La course à la puissance de calcul dans l'intelligence artificielle ne connaît aucun répit. Anthropic, l'éditeur de l'assistant conversationnel Claude, a signé un contrat de près de 35 milliards de dollars pour louer de la puissance de calcul auprès de Lambda, un fournisseur de services informatiques soutenu par Nvidia, selon une source proche du dossier citée par l'AFP lundi 31 août 2026.

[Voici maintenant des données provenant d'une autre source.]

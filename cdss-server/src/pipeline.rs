//! Wiring of model, embedder, compressor and context from [`Settings`].

use std::sync::Arc;

use anyhow::Context;
use cdss_graph::{GuidelineContext, GuidelineGraph, InMemoryCheckpointer};
use cdss_model::ChatModel;
use cdss_model::groq::GroqClient;
use cdss_rag::{DocumentCompressor, LlmChainExtractor, OpenAIEmbeddingProvider};
use tracing::info;

use crate::config::Settings;

/// A context for indexing and retrieval with the given compressor.
pub fn build_context(
    settings: &Settings,
    compressor: Arc<dyn DocumentCompressor>,
) -> anyhow::Result<GuidelineContext> {
    let rag = settings.rag_config()?;
    let embedder = OpenAIEmbeddingProvider::new(settings.embedding_config())
        .context("failed to create embedding client")?;
    Ok(GuidelineContext::new(rag, Arc::new(embedder), compressor))
}

/// The full graph: Groq for classification, compression and generation.
pub fn build_graph(settings: &Settings) -> anyhow::Result<GuidelineGraph> {
    let groq = GroqClient::new(settings.groq_config()?).context("failed to create Groq client")?;
    let model: Arc<dyn ChatModel> = Arc::new(groq);
    let compressor = Arc::new(LlmChainExtractor::new(model.clone(), settings.temperature));
    let context = Arc::new(build_context(settings, compressor)?);

    info!(
        model = model.name(),
        embedding_model = %settings.embedding_model,
        guideline = %settings.guideline_path.display(),
        max_threads = settings.max_threads,
        "guideline graph ready"
    );
    let checkpointer = InMemoryCheckpointer::default().with_max_threads(settings.max_threads);
    Ok(GuidelineGraph::with_temperature(model, context, settings.temperature)
        .with_checkpointer(Arc::new(checkpointer)))
}
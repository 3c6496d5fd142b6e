//! Deterministic stand-ins for the embedding service, for tests in this and
//! downstream crates. Enabled by the `test-util` feature.

use std::sync::atomic::{AtomicUsize, Ordering};

use async_trait::async_trait;

use crate::embedding::{EmbeddingProvider, normalize};
use crate::error::Result;

/// Bag-of-words embeddings: each lowercase word is hashed into a bucket, so
/// cosine similarity tracks word overlap. Counts every text it embeds.
#[derive(Debug)]
pub struct BagOfWordsEmbedder {
    dimensions: usize,
    embedded: AtomicUsize,
}

impl BagOfWordsEmbedder {
    pub fn new(dimensions: usize) -> Self {
        Self { dimensions, embedded: AtomicUsize::new(0) }
    }

    /// Number of texts embedded so far.
    pub fn embedded(&self) -> usize {
        self.embedded.load(Ordering::SeqCst)
    }
}

#[async_trait]
impl EmbeddingProvider for BagOfWordsEmbedder {
    async fn embed(&self, text: &str) -> Result<Vec<f32>> {
        self.embedded.fetch_add(1, Ordering::SeqCst);
        let mut emb = vec![0.0f32; self.dimensions];
        for word in text.split(|c: char| !c.is_alphanumeric()).filter(|w| !w.is_empty()) {
            let hash = word
                .to_lowercase()
                .bytes()
                .fold(0u64, |acc, b| acc.wrapping_mul(31).wrapping_add(u64::from(b)));
            emb[(hash % self.dimensions as u64) as usize] += 1.0;
        }
        normalize(&mut emb);
        Ok(emb)
    }

    fn dimensions(&self) -> usize {
        self.dimensions
    }
}

#[cfg(test)]
mod tests {
    use super::*;

    #[tokio::test]
    async fn shared_words_score_higher() {
        let embedder = BagOfWordsEmbedder::new(64);
        let stage = embedder.embed("stage C heart failure").await.unwrap();
        let same = embedder.embed("Heart failure stage C").await.unwrap();
        let other = embedder.embed("cardiac rehabilitation exercise").await.unwrap();

        let dot = |a: &[f32], b: &[f32]| a.iter().zip(b).map(|(x, y)| x * y).sum::<f32>();
        assert!((dot(&stage, &same) - 1.0).abs() < 1e-5);
        assert!(dot(&stage, &other) < 0.5);
        assert_eq!(embedder.embedded(), 3);
    }
}
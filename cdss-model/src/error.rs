//! Error types for the `cdss-model` crate.

use thiserror::Error;

/// Errors that can occur when calling a chat-completion model.
#[derive(Debug, Error)]
pub enum ModelError {
    /// The HTTP request could not be sent or timed out.
    #[error("Request error ({provider}): {message}")]
    Request {
        /// The model provider that produced the error.
        provider: String,
        /// A description of the failure.
        message: String,
    },

    /// The provider answered with a non-success status.
    #[error("API error ({provider}, {status}): {message}")]
    Api {
        /// The model provider that produced the error.
        provider: String,
        /// The HTTP status code returned.
        status: u16,
        /// The error detail reported by the provider.
        message: String,
    },

    /// The provider response did not have the expected shape.
    #[error("Invalid response ({provider}): {message}")]
    InvalidResponse {
        /// The model provider that produced the error.
        provider: String,
        /// A description of the failure.
        message: String,
    },

    /// Structured output could not be parsed into the requested type.
    #[error("Structured output error: {0}")]
    StructuredOutput(String),

    /// A configuration validation error.
    #[error("Configuration error: {0}")]
    Config(String),
}

/// A convenience result type for model operations.
pub type Result<T> = std::result::Result<T, ModelError>;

Un contrat de six ans autour d'un centre de données au Texas

L'accord porte sur une durée de six ans et concerne un centre de données situé au Texas. Lambda y installera des serveurs équipés de puces graphiques Nvidia, avant d'en louer l'usage à Anthropic. L'objectif affiché est clair, selon la source citée par l'AFP : répondre à la demande croissante pour Claude, l'assistant d'intelligence artificielle développé par Anthropic, qui a reconnu dès le mois d'avril être en difficulté pour satisfaire ses clients, au point de devoir dégrader la qualité de son service aux heures de pointe.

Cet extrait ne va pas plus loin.